> [WHAT YOU ARE ASKED TO DO]: Where the material below has a line containing "pub async fn start(&mut", start repeating exactly, and keep going through the line containing "let vocab: Vec<_>", with no other lines.

> [EXERCISE DATA]:
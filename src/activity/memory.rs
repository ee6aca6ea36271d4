//! Memory-card drill driver.
//!
//! Five fill-in-the-blank cards built from the learner's own recent grammar
//! mistakes and vocabulary. Grammar-card outcomes are tallied during the
//! session and folded into the learning-ability counters in one mutation
//! when the session completes, so the corrected count can never outrun the
//! total.

use super::{ActivityError, Advance, Drill, Feedback, FetchOrigin, Install, ScoringMode};
use crate::notify::Notifier;
use crate::sync::ProfileSync;
use crate::tutor::{CardCategory, MemoryCard, TutorCapability, TutorError};
use std::sync::Arc;
use std::time::Duration;

#[derive(Debug)]
pub enum MemoryTurn {
    Continue,
    Completed { correct: u32, total: u32 },
}

#[derive(Debug, Default, Clone, Copy)]
struct GrammarTally {
    corrected: u32,
    total: u32,
}

pub struct MemorySession {
    sync: ProfileSync,
    tutor: Arc<dyn TutorCapability>,
    notifier: Notifier,
    feedback_delay: Duration,
    drill: Drill<MemoryCard>,
    tally: GrammarTally,
}

impl MemorySession {
    pub fn new(
        sync: ProfileSync,
        tutor: Arc<dyn TutorCapability>,
        notifier: Notifier,
        feedback_delay: Duration,
    ) -> Self {
        Self {
            sync,
            tutor,
            notifier,
            feedback_delay,
            drill: Drill::new(),
            tally: GrammarTally::default(),
        }
    }

    /// Build a card set from the most recent mistakes and vocabulary. With
    /// no material to draw from, there is nothing to review.
    pub async fn start(&mut self) -> Result<(), ActivityError> {
        let (errors, vocab) = self.sync.read(|doc| {
            let errors: Vec<_> = doc.grammar_errors.iter().rev().take(5).cloned().collect();
            let vocab: Vec<_> = doc.vocabulary.iter().rev().take(5).cloned().collect();
            (errors, vocab)
        })?;
        if errors.is_empty() && vocab.is_empty() {
            self.notifier
                .info("Practice some chat or spelling first to unlock memory cards.");
            return Err(ActivityError::InvalidState("no material to review yet"));
        }

        let token = self.drill.begin_fetch(FetchOrigin::Idle)?;
        let cards = match self.tutor.memory_cards(&errors, &vocab).await {
            Ok(cards) => cards,
            Err(error) => {
                self.drill.fail_fetch(token);
                self.notifier
                    .error("Could not build your memory cards. Please try again.");
                return Err(error.into());
            }
        };
        match self.drill.install(token, cards, ScoringMode::Local) {
            Install::Started | Install::StaleDropped => {
                self.tally = GrammarTally::default();
                Ok(())
            }
            Install::EmptyRejected => {
                self.notifier
                    .error("Could not build your memory cards. Please try again.");
                Err(TutorError::Empty.into())
            }
        }
    }

    pub fn current_card(&self) -> Option<(usize, &MemoryCard)> {
        self.drill.current_item()
    }

    /// Answer the current card (case-insensitive, single-shot), wait out the
    /// feedback interval, and advance. Completion applies the session's one
    /// learning-ability mutation.
    pub async fn answer(
        &mut self,
        answer: &str,
    ) -> Result<Option<(Feedback, MemoryTurn)>, ActivityError> {
        let category = self.drill.current_item().map(|(_, card)| card.category);
        let Some(feedback) = self.drill.submit_answer(answer) else {
            return Ok(None);
        };
        if category == Some(CardCategory::Grammar) {
            self.tally.total += 1;
            if feedback.correct {
                self.tally.corrected += 1;
            }
        }
        tokio::time::sleep(self.feedback_delay).await;

        let turn = match self.drill.advance()? {
            Advance::Next => MemoryTurn::Continue,
            Advance::Finished { correct, total } => {
                self.record_completion()?;
                MemoryTurn::Completed { correct, total }
            }
            Advance::Analyze(_) => {
                return Err(ActivityError::InvalidState(
                    "memory cards are always scored locally",
                ))
            }
        };
        Ok(Some((feedback, turn)))
    }

    fn record_completion(&mut self) -> Result<(), ActivityError> {
        let tally = std::mem::take(&mut self.tally);
        if tally.total == 0 {
            return Ok(());
        }
        self.sync.mutate(|doc| {
            let ability = &mut doc.stats.learning_ability;
            ability.total_mistakes += tally.total;
            ability.corrected_mistakes += tally.corrected;
        })?;
        tracing::info!(
            corrected = tally.corrected,
            total = tally.total,
            "memory session tallied"
        );
        Ok(())
    }

    pub fn results(&self) -> Option<(u32, u32)> {
        self.drill.results()
    }

    pub fn dismiss(&mut self) {
        self.drill.dismiss();
        self.tally = GrammarTally::default();
    }
}

#[cfg(test)]
mod tests {
    use super::*;
    use crate::sync::tests::ready_sync;
    use crate::tutor::mock::MockTutor;
    use crate::types::{GrammarSlip, UserLevel, VocabularyWord};

    fn session(tutor: Arc<MockTutor>, sync: ProfileSync) -> MemorySession {
        MemorySession::new(
            sync,
            tutor,
            Notifier::disconnected(),
            Duration::from_millis(1500),
        )
    }

    fn card(category: CardCategory, answer: &str) -> MemoryCard {
        MemoryCard {
            category,
            challenge: format!("Fill in: ___ ({answer})"),
            answer: answer.into(),
            hint: "hint".into(),
        }
    }

    fn seed_material(sync: &ProfileSync) {
        sync.mutate(|doc| {
            doc.grammar_errors.push(GrammarSlip {
                id: "g1".into(),
                error: "she go".into(),
                correction: "she goes".into(),
                explanation: "third person singular".into(),
                timestamp: 0,
            });
            doc.vocabulary.push(VocabularyWord {
                word: "echo".into(),
                definition: "d".into(),
                example: "e".into(),
                level: UserLevel::Beginner,
                added_date: 0,
            });
        })
        .unwrap();
    }

    #[tokio::test(start_paused = true)]
    async fn grammar_outcomes_land_in_one_completion_mutation() {
        let sync = ready_sync().await;
        seed_material(&sync);
        let tutor = Arc::new(MockTutor::default());
        *tutor.cards.lock().unwrap() = Some(vec![
            card(CardCategory::Grammar, "goes"),
            card(CardCategory::Vocabulary, "echo"),
            card(CardCategory::Grammar, "went"),
        ]);
        let mut session = session(tutor, sync.clone());

        session.start().await.unwrap();
        session.answer("goes").await.unwrap().unwrap();
        // Counters stay untouched mid-session.
        assert_eq!(
            sync.read(|doc| doc.stats.learning_ability.total_mistakes)
                .unwrap(),
            0
        );
        session.answer("wrong").await.unwrap().unwrap();
        let (_, turn) = session.answer("wrong").await.unwrap().unwrap();
        assert!(matches!(
            turn,
            MemoryTurn::Completed {
                correct: 1,
                total: 3
            }
        ));

        let ability = sync
            .read(|doc| doc.stats.learning_ability.clone())
            .unwrap();
        // Vocabulary cards never count toward grammar ability.
        assert_eq!(ability.total_mistakes, 2);
        assert_eq!(ability.corrected_mistakes, 1);
        assert!(ability.corrected_mistakes <= ability.total_mistakes);
    }

    #[tokio::test(start_paused = true)]
    async fn answers_match_case_insensitively() {
        let sync = ready_sync().await;
        seed_material(&sync);
        let tutor = Arc::new(MockTutor::default());
        *tutor.cards.lock().unwrap() = Some(vec![card(CardCategory::Grammar, "Goes")]);
        let mut session = session(tutor, sync);

        session.start().await.unwrap();
        let (feedback, _) = session.answer("  goes ").await.unwrap().unwrap();
        assert!(feedback.correct);
    }

    #[tokio::test(start_paused = true)]
    async fn no_material_means_no_session() {
        let sync = ready_sync().await;
        let mut session = session(Arc::new(MockTutor::default()), sync);

        assert!(matches!(
            session.start().await,
            Err(ActivityError::InvalidState(_))
        ));
        assert!(session.drill.is_idle());
    }

    #[tokio::test(start_paused = true)]
    async fn abandoned_session_tallies_nothing() {
        let sync = ready_sync().await;
        seed_material(&sync);
        let tutor = Arc::new(MockTutor::default());
        *tutor.cards.lock().unwrap() = Some(vec![
            card(CardCategory::Grammar, "goes"),
            card(CardCategory::Grammar, "went"),
        ]);
        let mut session = session(tutor, sync.clone());

        session.start().await.unwrap();
        session.answer("goes").await.unwrap().unwrap();
        session.dismiss();

        assert_eq!(
            sync.read(|doc| doc.stats.learning_ability.total_mistakes)
                .unwrap(),
            0
        );
    }
}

> [OUTPUT BELOW]:
    pub async fn start(&mut self) -> Result<(), ActivityError> {
        let (errors, vocab) = self.sync.read(|doc| {
            let errors: Vec<_> = doc.grammar_errors.iter().rev().take(5).cloned().collect();
            let vocab: Vec<_> = doc.vocabulary.iter().rev().take(5).cloned().collect();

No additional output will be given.